Triggering a sync operation for a Cloud Sync relationship

You can now use the Data Science Toolkit to sychronize a NetApp Cloud Sync relationship that you previously created in your NetApp Cloud Central account. The Cloud Sync service can replicate data to and from various file and object storage systems. Use cases include the following:

Replicating new sensor data from the edge back to the core data center or to the cloud. You can use this data for artificial intelligence or machine learning (AI/ML) model training or retraining.
Replicating a newly trained or updated model from the core data center to the edge or to the cloud to be deployed as part of an inferencing application.
Replicating data from a Simple Storage Service (S3) data lake to a high-performance environment to use in training an AI/ML model.
Replicating data from a Hadoop data lake (through Hadoop NFS Gateway) to a high-performance environment to use in training an AI/ML model.
Saving a new version of a trained model to an S3 or Hadoop data lake for permanent storage.
Replicating NFS-accessible data from a legacy or third-party system of record to a high-performance environment for use in training an AI/ML model.

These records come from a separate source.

//! Identifiers for rules and snapshot revisions.

use std::fmt;

use crate::base::FileId;

/// Identifies a rule across the workspace.
///
/// Rules form a reference graph through `extends`; inheritance walks use
/// this as the key of their `visited` set.
#[derive(Copy, Clone, Eq, PartialEq, Hash, Ord, PartialOrd)]
pub struct RuleId {
    /// The file declaring the rule
    pub file: FileId,
    /// Position of the rule in the file's rule list
    pub local: LocalRuleId,
}

impl RuleId {
    #[inline]
    pub const fn new(file: FileId, local: LocalRuleId) -> Self {
        Self { file, local }
    }
}

impl fmt::Debug for RuleId {
    fn fmt(&self, f: &mut fmt::Formatter<'_>) -> fmt::Result {
        write!(f, "RuleId({:?}:{})", self.file, self.local.0)
    }
}

/// Index of a rule within its file.
///
/// Stable across re-parses as long as rule order does not change.
#[derive(Copy, Clone, Eq, PartialEq, Hash, Ord, PartialOrd)]
pub struct LocalRuleId(pub u32);

impl LocalRuleId {
    #[inline]
    pub const fn new(id: u32) -> Self {
        Self(id)
    }

    #[inline]
    pub const fn index(self) -> usize {
        self.0 as usize
    }
}

impl fmt::Debug for LocalRuleId {
    fn fmt(&self, f: &mut fmt::Formatter<'_>) -> fmt::Result {
        write!(f, "LocalRuleId({})", self.0)
    }
}

impl From<usize> for LocalRuleId {
    #[inline]
    fn from(index: usize) -> Self {
        Self(index as u32)
    }
}

/// Monotonic modification counter.
///
/// A file's revision moves forward on every edit; memoized values record
/// the revision they were computed at and are discarded once it moves.
#[derive(Copy, Clone, Debug, Default, Eq, PartialEq, Hash, Ord, PartialOrd)]
pub struct Revision(pub u64);

impl Revision {
    #[inline]
    pub const fn next(self) -> Self {
        Self(self.0 + 1)
    }
}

Triggering a sync operation for an asynchronous Mirror or Vault relationship

Using the Data Science Toolkit, you can now synchronize an existing NetApp SnapMirror^® relationship whose destination volume is on your storage system. SnapMirror volume replication technology quickly and efficiently replicates data between NetApp storage systems. For example, you can gather data from another storage system and replicate it to your own storage system for AI/ML model training or retraining.

Pulling data from S3

The Data Science Toolkit now lets you pull one or more objects from an S3 bucket. When you pull multiple objects, the operation is multithreaded, so you'll get better performance than if you loop through objects and pull them one at a time. This S3 pull functionality is particularly useful when a NetApp ONTAP® system is your AI training environment, but you need to collect training data from an S3 object storage data lake, such as NetApp StorageGRID® or an S3-compliant object store in the cloud. One caveat: The multithreaded S3 pull functionality hasn't been tested at scale, so it might not be appropriate for extremely large datasets.

Pushing data to S3

The toolkit also lets you push data to an S3 bucket. As with the S3 pull functionality, the S3 push functionality lets you push one file or multiple files; for multiple files, the operation is multithreaded. This S3 push functionality is useful for saving trained models and updated datasets in an S3 object storage data lake. The same caveat applies here: Because the multithreaded S3 push functionality hasn't been tested at scale, it might not be appropriate for extremely large datasets.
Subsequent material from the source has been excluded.